`Culture of silence' obscures wide inequality

The normally bustling city of Johannesburg becomes a ghost town over Christmas and the New Year as droves of its citizens head…

The normally bustling city of Johannesburg becomes a ghost town over Christmas and the New Year as droves of its citizens head for the coast or rural hinterland. The highways are congested and, as often as not, vehicles are overloaded.

With predictable certainty newspapers record gory figures of carnage on the roads and detail the tragedies which overtake many families in the annual exodus.

A sharp-eyed observer perched on a hilltop would, however, discern a pattern in the seemingly undifferentiated outward flow of traffic and people. The drivers of the newer cars and their passengers would be whites. Their destination would be South Africa's marvellous coastal resorts, stretching from Cape Town to the border with Mozambique.

The older vehicles, many of them mini-buses serving as taxis and crammed with commuters, would be driven by blacks. They would be taking their passengers to the under-developed rural areas, also known as "native reserves" or "tribal homelands".

READ MORE

More than five years after the African National Congress took over the reins of government, whites, who constitute barely more than 10 per cent of the population, still account for the lion's share of the national income (and an even larger share of the property). Thus 65 per cent of white families are located in the richest 10 per cent of households.

That does not mean there have been no significant changes since 1994, the year which witnessed the inauguration of South Africa's first black president. There has, not all of it necessarily auspicious. The percentage of white families in the richest 10 per cent of households has fallen from more than 80 to 65 per cent and is still dropping.

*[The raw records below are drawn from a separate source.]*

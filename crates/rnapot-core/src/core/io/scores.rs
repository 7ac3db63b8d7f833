use serde::{Deserialize, Serialize};
use std::io::Write;
use std::path::Path;
use thiserror::Error;

/// One row of a score table.
#[derive(Debug, Clone, PartialEq, Serialize, Deserialize)]
pub struct StructureScore {
    pub structure: String,
    pub score: f64,
}

impl StructureScore {
    pub fn new(structure: impl Into<String>, score: f64) -> Self {
        Self {
            structure: structure.into(),
            score,
        }
    }
}

#[derive(Debug, Error)]
pub enum ScoreSinkError {
    #[error("CSV writing error for '{path}': {source}")]
    Csv { path: String, source: csv::Error },
    #[error("I/O error while flushing '{path}': {source}")]
    Io {
        path: String,
        source: std::io::Error,
    },
}

const HEADER: [&str; 2] = ["structure", "score"];

fn writer_builder() -> csv::WriterBuilder {
    let mut builder = csv::WriterBuilder::new();
    // The header is written explicitly so that an empty table still carries it.
    builder.has_headers(false);
    builder
}

fn write_rows<W: Write>(
    csv_writer: &mut csv::Writer<W>,
    scores: &[StructureScore],
) -> Result<(), csv::Error> {
    csv_writer.write_record(HEADER)?;
    for record in scores {
        csv_writer.serialize(record)?;
    }
    Ok(())
}

/// Writes scores as CSV with a `structure,score` header, in the order given.
pub fn write_scores<W: Write>(writer: W, scores: &[StructureScore]) -> Result<(), csv::Error> {
    let mut csv_writer = writer_builder().from_writer(writer);
    write_rows(&mut csv_writer, scores)?;
    csv_writer.flush()?;
    Ok(())
}

pub fn write_scores_to_path(path: &Path, scores: &[StructureScore]) -> Result<(), ScoreSinkError> {
    let path_str = path.to_string_lossy().to_string();
    let mut csv_writer = writer_builder()
        .from_path(path)
        .map_err(|source| ScoreSinkError::Csv {
            path: path_str.clone(),
            source,
        })?;
    write_rows(&mut csv_writer, scores).map_err(|source| ScoreSinkError::Csv {
        path: path_str.clone(),
        source,
    })?;
    csv_writer.flush().map_err(|source| ScoreSinkError::Io {
        path: path_str,
        source,
    })
}

/// Reads a score table back, e.g. to compare runs.
pub fn read_scores_from_path(path: &Path) -> Result<Vec<StructureScore>, ScoreSinkError> {
    let path_str = path.to_string_lossy().to_string();
    let mut reader = csv::Reader::from_path(path).map_err(|source| ScoreSinkError::Csv {
        path: path_str.clone(),
        source,
    })?;
    reader
        .deserialize::<StructureScore>()
        .map(|result| {
            result.map_err(|source| ScoreSinkError::Csv {
                path: path_str.clone(),
                source,
            })
        })
        .collect()
}

#[cfg(test)]
mod tests {
    use super::*;
    use tempfile::tempdir;

    #[test]
    fn writes_header_and_rows_in_given_order() {
        let mut buffer = Vec::new();
        let scores = vec![
            StructureScore::new("model_b.pdb", -3.25),
            StructureScore::new("model_a.pdb", 12.0),
        ];
        write_scores(&mut buffer, &scores).unwrap();

        let text = String::from_utf8(buffer).unwrap();
        assert_eq!(
            text,
            "structure,score\nmodel_b.pdb,-3.25\nmodel_a.pdb,12.0\n"
        );
    }

    #[test]
    fn empty_table_still_has_header() {
        let mut buffer = Vec::new();
        write_scores(&mut buffer, &[]).unwrap();
        assert_eq!(String::from_utf8(buffer).unwrap(), "structure,score\n");
    }

    #[test]
    fn empty_table_written_to_path_reads_back_empty() {
        let dir = tempdir().unwrap();
        let path = dir.path().join("scores.csv");
        write_scores_to_path(&path, &[]).unwrap();

        assert_eq!(std::fs::read_to_string(&path).unwrap(), "structure,score\n");
        assert!(read_scores_from_path(&path).unwrap().is_empty());
    }

    #[test]
    fn file_written_to_path_can_be_read_back() {
        let dir = tempdir().unwrap();
        let path = dir.path().join("scores.csv");
        let scores = vec![
            StructureScore::new("decoy_1.pdb", 1.5),
            StructureScore::new("decoy_2.cif", 0.0),
        ];
        write_scores_to_path(&path, &scores).unwrap();

        assert_eq!(read_scores_from_path(&path).unwrap(), scores);
    }

    #[test]
    fn writing_into_missing_directory_fails() {
        let dir = tempdir().unwrap();
        let path = dir.path().join("absent").join("scores.csv");
        let result = write_scores_to_path(&path, &[]);
        assert!(matches!(result, Err(ScoreSinkError::Csv { .. })));
    }
}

Conversely the percentage of black families in the top strata has nearly doubled, rising from less than 10 per cent to 22 per cent.

But of income, there is another, perhaps more and ominous trend. The rich, including a growing number of blacks, are getting richer and the poor are getting poorer. The share of national income of the big earners in the top 10 per cent is increasing. Rubbing shoulders with the richest of the rich are black men and women who have become millionaires in the space of a few years.

Conspicuous in their ranks are Mr Cyril Ramaphosa, former secretary-general of the ANC, and Mr Dikgang Moseneke, former deputy leader of the Pan Africanist Congress.

A recent investigation into the pattern of income distribution shows that income inequality in the black community is even more marked than inequalities between the white and black communities.

The investigators, Andrew Whiteford and Dirk van Seventer, write of the wage gap between the rich and poor in black society: "Inequality is comparable with the most unequal societies in the world."

To return to the hypothetical hilltop observer: he or she would be unlikely to see the new black elite speeding down the highway in a limousine; they would probably be flying to the closest airport to their holiday hideouts before driving on in a luxury car.

The ANC today openly calls for the rapid emergence of a black capitalist class. If there is concern that the new elite is a replica of the old one, except for colour, it is not voiced frequently or loudly.

Dr Mamphela Ramphele, a distinguished black intellectual and the outgoing vice-chancellor of the University of Cape Town, laments the emergence of "a disturbing culture of silence" in South African universities.

"White academics do not speak out on issues of national concern anymore because they are afraid they will be labelled racist," she explains. "Black academics do not criticise government because of misplaced loyalty born out of a comradeship . . . in the struggle against apartheid."